BACAKORAN.CO - Peristiwa serangan udara Israel di Tyre Lebanon kembali memicu kekhawatiran global terkait eskalasi konflik di Timur Tengah.
Serangan udara Israel di Tyre Lebanon dilaporkan menyebabkan kerusakan serius pada fasilitas sipil, termasuk sebuah rumah sakit yang berada di kawasan pesisir tersebut.
Dalam insiden terbaru, serangan udara Israel di Tyre Lebanon tidak hanya menghancurkan bangunan di sekitarnya, tetapi juga berdampak langsung pada layanan kesehatan masyarakat.
Dampak serangan udara Israel di Tyre Lebanon ini memperlihatkan betapa rentannya fasilitas vital di tengah konflik yang terus berlangsung.

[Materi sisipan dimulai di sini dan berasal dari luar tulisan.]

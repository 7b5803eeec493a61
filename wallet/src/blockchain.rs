/// Core ledger types for the UMI wallet
///
/// Addresses are Bech32 strings whose payload is the raw ed25519 public key:
/// `umi1` + 52 data characters + 6 checksum characters. Inside transactions the
/// same address travels as 34 bytes: a 2-byte prefix tag and the public key.
use crate::errors::{WalletError, WalletResult};
use bech32::{Bech32, Hrp};
use serde::{Deserialize, Serialize};
use std::fmt;
use std::str::FromStr;

/// Length of an ed25519 public key, which is also the address payload.
pub const PUBLIC_KEY_LEN: usize = 32;
/// Length of the binary address form used in transactions.
pub const ADDRESS_BYTES_LEN: usize = 2 + PUBLIC_KEY_LEN;
/// Length of the textual address form.
pub const ADDRESS_TEXT_LEN: usize = 62;

const SEPARATOR: char = '1';

/// Three-letter chain identifier embedded in every address.
#[derive(Debug, Clone, Copy, PartialEq, Eq, Hash, PartialOrd, Ord, Serialize, Deserialize)]
#[serde(try_from = "String", into = "String")]
pub struct Prefix([u8; 3]);

impl Prefix {
    /// Main UMI chain.
    pub const UMI: Prefix = Prefix(*b"umi");
    /// Glize sub-chain.
    pub const GLIZE: Prefix = Prefix(*b"gls");

    pub const LEN: usize = 3;

    /// Validate an arbitrary prefix: exactly three lowercase ASCII letters.
    pub fn new(value: &str) -> WalletResult<Self> {
        let bytes = value.as_bytes();
        if bytes.len() != Self::LEN {
            return Err(WalletError::InvalidAddress(format!(
                "Prefix must be {} letters, got {:?}",
                Self::LEN,
                value
            )));
        }

        if !bytes.iter().all(|b| b.is_ascii_lowercase()) {
            return Err(WalletError::InvalidAddress(format!(
                "Prefix must be lowercase ASCII letters, got {:?}",
                value
            )));
        }

        Ok(Prefix([bytes[0], bytes[1], bytes[2]]))
    }

    pub fn as_str(&self) -> &str {
        // Only lowercase ASCII can be stored.
        std::str::from_utf8(&self.0).unwrap_or_default()
    }

    /// Pack the letters into the 2-byte tag used by the binary address form.
    pub fn to_tag(self) -> u16 {
        self.0
            .iter()
            .fold(0u16, |tag, letter| (tag << 5) | u16::from(letter - b'a' + 1))
    }

    /// Unpack a binary address tag.
    pub fn from_tag(tag: u16) -> WalletResult<Self> {
        if tag & 0x8000 != 0 {
            return Err(WalletError::InvalidAddress(format!(
                "Prefix tag {tag:#06x} has the reserved bit set"
            )));
        }

        let mut letters = [0u8; 3];
        for (index, letter) in letters.iter_mut().enumerate() {
            let shift = 10 - 5 * index as u16;
            let value = ((tag >> shift) & 0x1f) as u8;
            if !(1..=26).contains(&value) {
                return Err(WalletError::InvalidAddress(format!(
                    "Prefix tag {tag:#06x} does not encode a letter"
                )));
            }
            *letter = b'a' + value - 1;
        }

        Ok(Prefix(letters))
    }

    fn hrp(&self) -> WalletResult<Hrp> {
        Hrp::parse(self.as_str())
            .map_err(|e| WalletError::InvalidAddress(format!("Invalid prefix: {}", e)))
    }
}

impl Default for Prefix {
    fn default() -> Self {
        Prefix::UMI
    }
}

impl fmt::Display for Prefix {
    fn fmt(&self, f: &mut fmt::Formatter<'_>) -> fmt::Result {
        f.write_str(self.as_str())
    }
}

impl FromStr for Prefix {
    type Err = WalletError;

    fn from_str(s: &str) -> Result<Self, Self::Err> {
        Prefix::new(s)
    }
}

impl TryFrom<String> for Prefix {
    type Error = WalletError;

    fn try_from(value: String) -> Result<Self, Self::Error> {
        Prefix::new(&value)
    }
}

impl From<Prefix> for String {
    fn from(prefix: Prefix) -> Self {
        prefix.as_str().to_string()
    }
}

/// A UMI address: a chain prefix bound to an ed25519 public key.
#[derive(Debug, Clone, Copy, PartialEq, Eq, Hash, Serialize, Deserialize)]
#[serde(try_from = "String", into = "String")]
pub struct Address {
    prefix: Prefix,
    public_key: [u8; PUBLIC_KEY_LEN],
}

impl Address {
    pub fn new(public_key: [u8; PUBLIC_KEY_LEN], prefix: Prefix) -> Self {
        Address { prefix, public_key }
    }

    /// Build an address from a public key slice, rejecting anything but 32 bytes.
    pub fn from_public_key(public_key: &[u8], prefix: Prefix) -> WalletResult<Self> {
        let public_key: [u8; PUBLIC_KEY_LEN] = public_key.try_into().map_err(|_| {
            WalletError::InvalidKey(format!(
                "Invalid public key size: expected {} bytes, got {}",
                PUBLIC_KEY_LEN,
                public_key.len()
            ))
        })?;
        Ok(Address::new(public_key, prefix))
    }

    /// Parse the 34-byte binary form.
    pub fn from_bytes(bytes: &[u8]) -> WalletResult<Self> {
        if bytes.len() != ADDRESS_BYTES_LEN {
            return Err(WalletError::InvalidAddress(format!(
                "Invalid address length: expected {} bytes, got {}",
                ADDRESS_BYTES_LEN,
                bytes.len()
            )));
        }

        let prefix = Prefix::from_tag(u16::from_be_bytes([bytes[0], bytes[1]]))?;
        let mut public_key = [0u8; PUBLIC_KEY_LEN];
        public_key.copy_from_slice(&bytes[2..]);
        Ok(Address::new(public_key, prefix))
    }

    /// Serialize into the 34-byte binary form.
    pub fn to_bytes(&self) -> [u8; ADDRESS_BYTES_LEN] {
        let mut bytes = [0u8; ADDRESS_BYTES_LEN];
        bytes[..2].copy_from_slice(&self.prefix.to_tag().to_be_bytes());
        bytes[2..].copy_from_slice(&self.public_key);
        bytes
    }

    /// Encode as the Bech32 text form.
    pub fn encode(&self) -> WalletResult<String> {
        bech32::encode::<Bech32>(self.prefix.hrp()?, &self.public_key)
            .map_err(|e| WalletError::InvalidAddress(format!("Bech32 encoding failed: {}", e)))
    }

    /// Decode and verify the Bech32 text form.
    ///
    /// Only the canonical lowercase Bech32 (not Bech32m) encoding of a 32-byte
    /// payload is accepted; the checksum must match.
    pub fn decode(address: &str) -> WalletResult<Self> {
        let separator = address.rfind(SEPARATOR).ok_or_else(|| {
            WalletError::InvalidAddress("Missing prefix separator".to_string())
        })?;

        let prefix = Prefix::new(&address[..separator])?;

        if separator + 1 == address.len() {
            return Err(WalletError::InvalidAddress(
                "Empty data segment".to_string(),
            ));
        }

        if address.bytes().any(|b| b.is_ascii_uppercase()) {
            return Err(WalletError::InvalidAddress(
                "Address must be lowercase".to_string(),
            ));
        }

        if address.len() != ADDRESS_TEXT_LEN {
            return Err(WalletError::InvalidAddress(format!(
                "Invalid address length: expected {} characters, got {}",
                ADDRESS_TEXT_LEN,
                address.len()
            )));
        }

        let (_hrp, payload) = bech32::decode(address)
            .map_err(|e| WalletError::InvalidAddress(format!("Invalid Bech32: {}", e)))?;

        let decoded = Address::from_public_key(&payload, prefix).map_err(|_| {
            WalletError::InvalidAddress(format!(
                "Invalid payload length: expected {} bytes, got {}",
                PUBLIC_KEY_LEN,
                payload.len()
            ))
        })?;

        // Rejects Bech32m checksums and non-zero padding bits.
        if decoded.encode()? != address {
            return Err(WalletError::InvalidAddress(
                "Non-canonical address encoding".to_string(),
            ));
        }

        Ok(decoded)
    }

    pub fn prefix(&self) -> Prefix {
        self.prefix
    }

    pub fn public_key(&self) -> &[u8; PUBLIC_KEY_LEN] {
        &self.public_key
    }

    /// Same key, different chain.
    pub fn with_prefix(&self, prefix: Prefix) -> Self {
        Address::new(self.public_key, prefix)
    }
}

impl fmt::Display for Address {
    fn fmt(&self, f: &mut fmt::Formatter<'_>) -> fmt::Result {
        let encoded = self.encode().map_err(|_| fmt::Error)?;
        f.write_str(&encoded)
    }
}

impl FromStr for Address {
    type Err = WalletError;

    fn from_str(s: &str) -> Result<Self, Self::Err> {
        Address::decode(s)
    }
}

impl TryFrom<String> for Address {
    type Error = WalletError;

    fn try_from(value: String) -> Result<Self, Self::Error> {
        Address::decode(&value)
    }
}

impl From<Address> for String {
    fn from(address: Address) -> Self {
        address.to_string()
    }
}

/// Encode a public key under `prefix`.
pub fn encode_address(public_key: &[u8], prefix: Prefix) -> WalletResult<String> {
    Address::from_public_key(public_key, prefix)?.encode()
}

/// Split a textual address into its prefix and payload, verifying the checksum.
pub fn decode_address(address: &str) -> WalletResult<(Prefix, [u8; PUBLIC_KEY_LEN])> {
    let decoded = Address::decode(address)?;
    Ok((decoded.prefix, decoded.public_key))
}

/// Recover the public key an address was derived from.
pub fn to_public_key(address: &str) -> WalletResult<[u8; PUBLIC_KEY_LEN]> {
    decode_address(address).map(|(_, public_key)| public_key)
}

/// Represents an amount of UMI
///
/// Stored as integer minor units with two implied decimal places
/// (1 UMI = 100 minor units).
#[derive(Debug, Clone, Copy, PartialEq, Eq, PartialOrd, Ord, Hash, Serialize, Deserialize)]
pub struct Amount {
    minor_units: u64,
}

impl Amount {
    /// Number of decimal places for UMI
    pub const DECIMALS: usize = 2;
    /// Minor units per UMI (10^2)
    pub const UNITS_PER_UMI: u64 = 100;
    /// Largest value the 8-byte amount field can carry
    pub const MAX_MINOR_UNITS: u64 = u64::MAX;

    pub const ZERO: Amount = Amount { minor_units: 0 };

    /// Create amount from minor units, rejecting negatives and field overflow.
    pub fn from_minor_units(minor_units: i128) -> WalletResult<Self> {
        if minor_units < 0 {
            return Err(WalletError::InvalidAmount(format!(
                "Amount cannot be negative: {}",
                minor_units
            )));
        }

        let minor_units = u64::try_from(minor_units).map_err(|_| {
            WalletError::InvalidAmount(format!(
                "Amount exceeds maximum of {} minor units",
                Self::MAX_MINOR_UNITS
            ))
        })?;

        Ok(Amount { minor_units })
    }

    /// Create amount from a display string such as `"0.01"` or `"12"`.
    pub fn from_string(amount_str: &str) -> WalletResult<Self> {
        if amount_str.is_empty() {
            return Err(WalletError::InvalidAmount(
                "Amount cannot be empty".to_string(),
            ));
        }

        let (whole_str, fractional_str) = match amount_str.split_once('.') {
            Some((whole, fractional)) => (whole, fractional),
            None => (amount_str, ""),
        };

        let is_digits = |s: &str| s.bytes().all(|b| b.is_ascii_digit());
        if whole_str.is_empty() || !is_digits(whole_str) || !is_digits(fractional_str) {
            return Err(WalletError::InvalidAmount(format!(
                "Invalid number format: {:?}",
                amount_str
            )));
        }

        if amount_str.contains('.') && fractional_str.is_empty() {
            return Err(WalletError::InvalidAmount(format!(
                "Invalid decimal format: {:?}",
                amount_str
            )));
        }

        if fractional_str.len() > Self::DECIMALS {
            return Err(WalletError::InvalidAmount(
                "Too many decimal places".to_string(),
            ));
        }

        let whole: u128 = whole_str
            .parse()
            .map_err(|_| WalletError::InvalidAmount("Amount overflow".to_string()))?;
        let fractional: u128 = if fractional_str.is_empty() {
            0
        } else {
            format!("{:0<width$}", fractional_str, width = Self::DECIMALS)
                .parse()
                .map_err(|_| WalletError::InvalidAmount("Invalid fractional part".to_string()))?
        };

        let total = whole
            .checked_mul(u128::from(Self::UNITS_PER_UMI))
            .and_then(|w| w.checked_add(fractional))
            .ok_or_else(|| WalletError::InvalidAmount("Amount overflow".to_string()))?;

        let total = i128::try_from(total)
            .map_err(|_| WalletError::InvalidAmount("Amount overflow".to_string()))?;
        Self::from_minor_units(total)
    }

    pub fn minor_units(&self) -> u64 {
        self.minor_units
    }

    pub fn is_zero(&self) -> bool {
        self.minor_units == 0
    }

    /// Get amount as string with full precision, trailing zeros trimmed
    pub fn as_string(&self) -> String {
        let whole = self.minor_units / Self::UNITS_PER_UMI;
        let fractional = self.minor_units % Self::UNITS_PER_UMI;

        if fractional == 0 {
            whole.to_string()
        } else {
            let frac_str = format!("{:02}", fractional);
            format!("{}.{}", whole, frac_str.trim_end_matches('0'))
        }
    }

    pub fn checked_add(&self, other: &Amount) -> WalletResult<Amount> {
        self.minor_units
            .checked_add(other.minor_units)
            .map(|minor_units| Amount { minor_units })
            .ok_or_else(|| WalletError::InvalidAmount("Amount overflow".to_string()))
    }

    pub fn checked_sub(&self, other: &Amount) -> WalletResult<Amount> {
        self.minor_units
            .checked_sub(other.minor_units)
            .map(|minor_units| Amount { minor_units })
            .ok_or_else(|| WalletError::InvalidAmount("Amount underflow".to_string()))
    }
}

impl fmt::Display for Amount {
    fn fmt(&self, f: &mut fmt::Formatter<'_>) -> fmt::Result {
        write!(f, "{}", self.as_string())
    }
}

impl FromStr for Amount {
    type Err = WalletError;

    fn from_str(s: &str) -> Result<Self, Self::Err> {
        Amount::from_string(s)
    }
}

BACA JUGA:Mudah Banget, Begini Cara Cek Penerima Bansos Kemensos 2026 dengan Website Resmi dan Terpercaya!
Menurut laporan otoritas setempat, serangan udara Israel di Tyre Lebanon mengakibatkan sedikitnya 11 orang mengalami luka-luka.
Serangan ini menjadi salah satu dari rangkaian eskalasi militer yang terjadi dalam beberapa waktu terakhir.
Insiden ini terjadi di sebuah fasilitas medis yang dikenal sebagai Rumah Sakit Lebanon-Italia.
Meski mengalami kerusakan cukup parah, pihak rumah sakit memastikan layanan kesehatan tetap berjalan.
Direktur rumah sakit menyatakan bahwa mereka akan terus membuka layanan demi memberikan perawatan kepada para korban.
BACA JUGA:Presiden Macron Tolak Ribut dengan Iran, Kapal Prancis Melenggang Aman di Selat Hormuz!
Hal ini menunjukkan komitmen tenaga medis yang tetap bertugas meskipun dalam kondisi darurat.
Serangan udara tersebut menghancurkan dua bangunan yang berada di sekitar rumah sakit.
Akibatnya, jendela-jendela rumah sakit pecah dan beberapa bagian plafon dilaporkan runtuh.
Kerusakan ini tidak hanya mengganggu aktivitas medis, tetapi juga membahayakan keselamatan pasien dan tenaga kesehatan yang berada di dalam gedung.